Tous ces atouts font de la Russie un indiscutable hard power. Elles n’en font pas pour autant un soft power. La Russie n’attire personne, et la confiance que semblent avoir les Russes en eux-mêmes paraît limitée : à preuve leur démographie déclinante et la tentation très forte des oligarques russes de réinvestir leurs ressources en dehors de leur propre pays. De ce point de vue, la Russie fait davantage penser à l’Argentine qu’à la Chine. Ce déphasage entre puissance politique et puissance économique est un trait fondamental de la puissance russe bien avant d’ailleurs la révolution soviétique. C’est pour cela d’ailleurs que Moscou s’efforce de donner un contenu politique aux Brics.

Elle a organisé à cette fin un sommet de ces quatre puissances en juillet 2009. Mais il n’a donné lieu à aucune décision concrète. Cela n’a d’ailleurs rien de surprenant. Car dès que l’on entre dans les détails de l’agenda international on se rend compte que ces Brics ne sont en réalité d’accord que sur bien peu de points.
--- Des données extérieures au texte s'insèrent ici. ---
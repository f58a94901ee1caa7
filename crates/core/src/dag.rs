//! DAG data model: plan, nodes, validation, topological sort, level
//! partitioning (spec §3, §4.B).

use crate::error::OrchestratorError;
use serde::{Deserialize, Serialize};
use std::collections::{HashMap, HashSet, VecDeque};
use std::time::Duration;

/// A parameter value attached to a [`DAGNode`]: either a literal JSON value
/// or a reference to another node's result, resolved at dispatch time.
///
/// `${node_id}` as the *entire* string value of a param is a [`ParamExpr::Ref`];
/// any other string is a literal (occurrences of `${node_id}` inside a larger
/// string are substituted textually by the scheduler, not represented here).
#[derive(Debug, Clone, PartialEq, Serialize, Deserialize)]
#[serde(untagged)]
pub enum ParamExpr {
    Ref(String),
    Literal(serde_json::Value),
}

impl ParamExpr {
    pub fn literal(value: impl Into<serde_json::Value>) -> Self {
        Self::Literal(value.into())
    }

    /// Parse a raw JSON value into a `ParamExpr`, recognizing the exact
    /// `${node_id}` string form as a reference.
    pub fn from_value(value: serde_json::Value) -> Self {
        if let serde_json::Value::String(s) = &value {
            if let Some(id) = strip_ref(s) {
                return Self::Ref(id.to_string());
            }
        }
        Self::Literal(value)
    }
}

/// Returns `Some(node_id)` if `s` is exactly `${node_id}`.
pub fn strip_ref(s: &str) -> Option<&str> {
    s.strip_prefix("${").and_then(|rest| rest.strip_suffix('}'))
}

/// Status of a DAG node (spec §3 state machine).
#[derive(Debug, Clone, Copy, PartialEq, Eq, Serialize, Deserialize)]
#[serde(rename_all = "snake_case")]
pub enum NodeStatus {
    Pending,
    Running,
    Completed,
    Failed,
    Skipped,
}

crate::simple_display! {
    NodeStatus {
        Pending => "pending",
        Running => "running",
        Completed => "completed",
        Failed => "failed",
        Skipped => "skipped",
    }
}

impl NodeStatus {
    pub fn is_terminal(self) -> bool {
        matches!(self, Self::Completed | Self::Failed | Self::Skipped)
    }
}

/// A single tool invocation within a [`DAGPlan`].
#[derive(Debug, Clone, Serialize, Deserialize)]
pub struct DAGNode {
    pub id: String,
    pub name: String,
    pub tool: String,
    pub params: HashMap<String, ParamExpr>,
    pub dependencies: HashSet<String>,
    pub status: NodeStatus,
    #[serde(default, skip_serializing_if = "Option::is_none")]
    pub result: Option<serde_json::Value>,
    #[serde(default, skip_serializing_if = "Option::is_none")]
    pub error: Option<String>,
    #[serde(default, skip_serializing_if = "Option::is_none")]
    pub execution_time: Option<Duration>,
}

impl DAGNode {
    pub fn new(id: impl Into<String>, name: impl Into<String>, tool: impl Into<String>) -> Self {
        Self {
            id: id.into(),
            name: name.into(),
            tool: tool.into(),
            params: HashMap::new(),
            dependencies: HashSet::new(),
            status: NodeStatus::Pending,
            result: None,
            error: None,
            execution_time: None,
        }
    }

    crate::setters! {
        set { dependencies: HashSet<String> }
    }

    pub fn with_param(mut self, key: impl Into<String>, value: serde_json::Value) -> Self {
        self.params.insert(key.into(), ParamExpr::from_value(value));
        self
    }

    pub fn depends_on(mut self, id: impl Into<String>) -> Self {
        self.dependencies.insert(id.into());
        self
    }
}

/// An immutable, named, described collection of [`DAGNode`]s plus their
/// mutable per-node execution state (spec §3).
#[derive(Debug, Clone, Serialize, Deserialize)]
pub struct DAGPlan {
    pub id: String,
    pub name: String,
    pub description: String,
    pub nodes: Vec<DAGNode>,
}

impl DAGPlan {
    pub fn new(id: impl Into<String>, name: impl Into<String>, description: impl Into<String>) -> Self {
        Self { id: id.into(), name: name.into(), description: description.into(), nodes: Vec::new() }
    }

    pub fn with_node(mut self, node: DAGNode) -> Self {
        self.nodes.push(node);
        self
    }

    pub fn get_node(&self, id: &str) -> Option<&DAGNode> {
        self.nodes.iter().find(|n| n.id == id)
    }

    pub fn get_node_mut(&mut self, id: &str) -> Option<&mut DAGNode> {
        self.nodes.iter_mut().find(|n| n.id == id)
    }

    /// Validate the plan: duplicate ids, dangling dependencies, cycles.
    /// Returns the union of every error found (not just the first).
    pub fn validate(&self) -> Vec<OrchestratorError> {
        let mut errors = Vec::new();

        let mut seen = HashSet::new();
        for node in &self.nodes {
            if !seen.insert(node.id.as_str()) {
                errors.push(OrchestratorError::DuplicateNodeId(node.id.clone()));
            }
        }

        let ids: HashSet<&str> = self.nodes.iter().map(|n| n.id.as_str()).collect();
        for node in &self.nodes {
            for dep in &node.dependencies {
                if !ids.contains(dep.as_str()) {
                    errors.push(OrchestratorError::DanglingReference {
                        node: node.id.clone(),
                        dependency: dep.clone(),
                    });
                }
            }
        }

        // Only run the cycle check if ids are well-formed; a dangling
        // reference would otherwise corrupt the in-degree count.
        if errors.is_empty() {
            if let Err(cyc) = self.topological_sort() {
                errors.push(cyc);
            }
        }

        errors
    }

    /// Kahn's algorithm, stable on insertion order at each tie.
    pub fn topological_sort(&self) -> Result<Vec<&DAGNode>, OrchestratorError> {
        let mut in_degree: HashMap<&str, usize> = HashMap::new();
        let mut dependents: HashMap<&str, Vec<&str>> = HashMap::new();

        for node in &self.nodes {
            in_degree.entry(node.id.as_str()).or_insert(0);
            for dep in &node.dependencies {
                *in_degree.entry(node.id.as_str()).or_insert(0) += 1;
                dependents.entry(dep.as_str()).or_default().push(node.id.as_str());
            }
        }

        // Insertion-order stable queue.
        let mut queue: VecDeque<&str> = self
            .nodes
            .iter()
            .map(|n| n.id.as_str())
            .filter(|id| in_degree.get(id).copied().unwrap_or(0) == 0)
            .collect();

        let mut result = Vec::with_capacity(self.nodes.len());
        while let Some(id) = queue.pop_front() {
            if let Some(node) = self.get_node(id) {
                result.push(node);
            }
            if let Some(deps) = dependents.get(id) {
                for &next in deps {
                    let entry = in_degree.entry(next).or_insert(0);
                    *entry -= 1;
                    if *entry == 0 {
                        queue.push_back(next);
                    }
                }
            }
        }

        if result.len() != self.nodes.len() {
            let stuck: Vec<String> = self
                .nodes
                .iter()
                .filter(|n| !result.iter().any(|r| r.id == n.id))
                .map(|n| n.id.clone())
                .collect();
            return Err(OrchestratorError::CyclicDependency(stuck));
        }

        Ok(result)
    }

    /// level(node) = 1 + max(level(dep)) over dependencies, or 0 if none.
    /// Returns node ids grouped by level; each level can run concurrently.
    pub fn levels(&self) -> Result<Vec<Vec<String>>, OrchestratorError> {
        let sorted = self.topological_sort()?;
        let mut node_level: HashMap<&str, usize> = HashMap::new();
        let mut levels: Vec<Vec<String>> = Vec::new();

        for node in sorted {
            let level = node
                .dependencies
                .iter()
                .filter_map(|d| node_level.get(d.as_str()).copied())
                .max()
                .map(|m| m + 1)
                .unwrap_or(0);
            node_level.insert(node.id.as_str(), level);
            if levels.len() <= level {
                levels.resize(level + 1, Vec::new());
            }
            levels[level].push(node.id.clone());
        }

        Ok(levels)
    }

    pub fn ready_nodes(&self) -> Vec<&DAGNode> {
        self.nodes
            .iter()
            .filter(|n| {
                n.status == NodeStatus::Pending
                    && n.dependencies.iter().all(|d| {
                        self.get_node(d).map(|dn| dn.status == NodeStatus::Completed).unwrap_or(false)
                    })
            })
            .collect()
    }

    pub fn is_complete(&self) -> bool {
        self.nodes.iter().all(|n| n.status.is_terminal())
    }

    pub fn is_successful(&self) -> bool {
        self.nodes.iter().all(|n| n.status == NodeStatus::Completed)
    }

    /// Render as a Mermaid flowchart, for CLI/debug display.
    pub fn to_mermaid(&self) -> String {
        let mut lines = vec!["graph TD".to_string()];
        for node in &self.nodes {
            lines.push(format!("    {}[\"{}\\n({})\"]", node.id, node.name, node.tool));
        }
        for node in &self.nodes {
            for dep in &node.dependencies {
                lines.push(format!("    {dep} --> {}", node.id));
            }
        }
        lines.join("\n")
    }
}

#[cfg(test)]
mod tests {
    use super::*;
    use proptest::prelude::*;

    fn plan_with(nodes: Vec<DAGNode>) -> DAGPlan {
        let mut plan = DAGPlan::new("p1", "test plan", "desc");
        plan.nodes = nodes;
        plan
    }

    #[test]
    fn topo_sort_orders_dependencies_first() {
        let a = DAGNode::new("a", "A", "list_tables");
        let b = DAGNode::new("b", "B", "describe_table").depends_on("a");
        let plan = plan_with(vec![a, b]);

        let sorted = plan.topological_sort().unwrap();
        assert_eq!(sorted.len(), 2);
        assert_eq!(sorted[0].id, "a");
        assert_eq!(sorted[1].id, "b");
    }

    #[test]
    fn cycle_is_detected() {
        let a = DAGNode::new("a", "A", "t").depends_on("b");
        let b = DAGNode::new("b", "B", "t").depends_on("a");
        let plan = plan_with(vec![a, b]);

        let errors = plan.validate();
        assert!(errors.iter().any(|e| matches!(e, OrchestratorError::CyclicDependency(_))));
        assert!(plan.topological_sort().is_err());
    }

    #[test]
    fn dangling_dependency_is_detected() {
        let a = DAGNode::new("a", "A", "t").depends_on("missing");
        let plan = plan_with(vec![a]);
        let errors = plan.validate();
        assert!(errors.iter().any(|e| matches!(e, OrchestratorError::DanglingReference { .. })));
    }

    #[test]
    fn duplicate_id_is_detected() {
        let a1 = DAGNode::new("a", "A1", "t");
        let a2 = DAGNode::new("a", "A2", "t");
        let plan = plan_with(vec![a1, a2]);
        let errors = plan.validate();
        assert!(errors.iter().any(|e| matches!(e, OrchestratorError::DuplicateNodeId(_))));
    }

    #[test]
    fn levels_partition_parallel_fan_out() {
        let a = DAGNode::new("a", "A", "t");
        let b = DAGNode::new("b", "B", "t");
        let c = DAGNode::new("c", "C", "t");
        let d = DAGNode::new("d", "D", "t").depends_on("a").depends_on("b").depends_on("c");
        let plan = plan_with(vec![a, b, c, d]);

        let levels = plan.levels().unwrap();
        assert_eq!(levels.len(), 2);
        assert_eq!(levels[0].len(), 3);
        assert_eq!(levels[1], vec!["d".to_string()]);
    }

    #[test]
    fn chain_of_nodes_is_fully_sequential() {
        let mut nodes = vec![DAGNode::new("n0", "N0", "t")];
        for i in 1..100 {
            nodes.push(DAGNode::new(format!("n{i}"), format!("N{i}"), "t").depends_on(format!("n{}", i - 1)));
        }
        let plan = plan_with(nodes);
        let levels = plan.levels().unwrap();
        assert_eq!(levels.len(), 100);
        assert!(levels.iter().all(|l| l.len() == 1));
    }

    #[test]
    fn empty_dag_has_no_levels_and_no_errors() {
        let plan = plan_with(vec![]);
        assert!(plan.validate().is_empty());
        assert_eq!(plan.levels().unwrap().len(), 0);
        assert!(plan.is_complete());
        assert!(plan.is_successful());
    }

    #[test]
    fn round_trip_preserves_structure() {
        let a = DAGNode::new("a", "A", "list_tables");
        let mut b = DAGNode::new("b", "B", "describe_table").depends_on("a");
        b.status = NodeStatus::Completed;
        let plan = plan_with(vec![a, b]);

        let json = serde_json::to_string(&plan).unwrap();
        let back: DAGPlan = serde_json::from_str(&json).unwrap();
        assert_eq!(back.nodes.len(), 2);
        assert_eq!(back.get_node("b").unwrap().status, NodeStatus::Completed);
        assert_eq!(back.get_node("b").unwrap().dependencies, plan.get_node("b").unwrap().dependencies);
    }

    #[test]
    fn param_expr_recognizes_reference_form() {
        let v = serde_json::json!("${node_a}");
        assert_eq!(ParamExpr::from_value(v), ParamExpr::Ref("node_a".to_string()));

        let v = serde_json::json!("plain string");
        assert_eq!(ParamExpr::from_value(v.clone()), ParamExpr::Literal(v));
    }

    /// Generates an 8-node DAG where an edge can only run from a
    /// lower-numbered node to a higher-numbered one, so the result is
    /// always acyclic by construction.
    fn arb_dag() -> impl Strategy<Value = DAGPlan> {
        const N: usize = 8;
        proptest::collection::vec(any::<bool>(), N * (N - 1) / 2).prop_map(|edges| {
            let mut deps: Vec<HashSet<String>> = vec![HashSet::new(); N];
            let mut idx = 0;
            for i in 0..N {
                for j in (i + 1)..N {
                    if edges[idx] {
                        deps[j].insert(format!("n{i}"));
                    }
                    idx += 1;
                }
            }
            let mut plan = DAGPlan::new("p", "p", "p");
            for (i, dep_set) in deps.into_iter().enumerate() {
                let mut node = DAGNode::new(format!("n{i}"), format!("N{i}"), "t");
                node.dependencies = dep_set;
                plan = plan.with_node(node);
            }
            plan
        })
    }

    proptest! {
        #[test]
        fn topological_sort_respects_dependency_order(plan in arb_dag()) {
            let sorted = plan.topological_sort().unwrap();
            let position: HashMap<&str, usize> = sorted.iter().enumerate().map(|(i, n)| (n.id.as_str(), i)).collect();
            for node in &plan.nodes {
                for dep in &node.dependencies {
                    prop_assert!(position[dep.as_str()] < position[node.id.as_str()]);
                }
            }
        }

        #[test]
        fn levels_place_every_node_after_its_dependencies(plan in arb_dag()) {
            let levels = plan.levels().unwrap();
            let mut level_of: HashMap<&str, usize> = HashMap::new();
            for (lvl, ids) in levels.iter().enumerate() {
                for id in ids {
                    level_of.insert(id.as_str(), lvl);
                }
            }
            for node in &plan.nodes {
                for dep in &node.dependencies {
                    prop_assert!(level_of[dep.as_str()] < level_of[node.id.as_str()]);
                }
            }
        }
    }
}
Au centre des Brics il y a d’abord et avant tout la réalité chinoise. Fondamentalement, la Chine aspire à cogérer le système mondial avec les États-Unis sur le plan commercial, monétaire, climatique et stratégique. Mais à la différence de la Russie ou de la Chine maoïste, la Chine d’aujourd’hui avance sur ses deux jambes : économique et politique. C’est là que réside le fait politique majeur. Cette réalité nouvelle est de nature à inquiéter les États-Unis même si l’hypothèse d’une confrontation sino-américaine paraît fort improbable. Pékin veut contrôler le système mondial de manière à ce qu’il ne nuise pas à ses intérêts directs mais ne cherche nullement à le briser.

Même si la montée en puissance de la Chine est de nature à préoccuper les Etats-Unis, il faut bien voir que l’ascension chinoise inquiète encore plus les autres Brics. Il est d’ailleurs fort probable que le moteur de l’ambition indienne est aujourd’hui alimenté par le souci de ne pas se laisser dépasser par la Chine dans la compétition internationale. Naturellement, l’Inde comme la Chine ont des points d’accord. Mais ces derniers sont le plus souvent tactiques et rarement stratégiques. Même sur le changement climatique, les deux pays sont loin d’avoir le même point de vue quand bien même convergent-ils sur la nécessité de voir les Occidentaux consentir un effort tout particulier au regard de leur responsabilités historiques. Mais sur le fond, les Indiens, dont l’économie est beaucoup moins intensive en carbone que celle de la Chine, consentent à prendre comme critère de négociation les émissions par habitant, ce à quoi les Chinois se refusent pour ne pas mettre en danger leurs exportations. Sur ce même dossier climatique le Brésil était à Copenhague encore plus éloigné des Chinois et bien plus proche des Européens. Quant à la Russie, elle était totalement absente du débat.

Sur les dossiers diplomatiques et stratégiques, les divergences entre les Brics sont encore plus sensibles. Sur le dossier afghan par exemple chinois et indiens ont des positions très différentes. Pékin (comme Islamabad) a pour objectif prioritaire d’empêcher une stabilisation du pays qui pourrait profiter à l’Inde. En réalité, le seul enjeu de politique internationale sur lequel l’ensemble des Brics expriment une position commune concerne la place des droits de l’homme dans la politique étrangère. Aucun de ces états ne souhaite remettre en cause la souveraineté des autres États au nom du respect des droits de l’homme. C’est avec l’Occident la ligne de fracture majeure.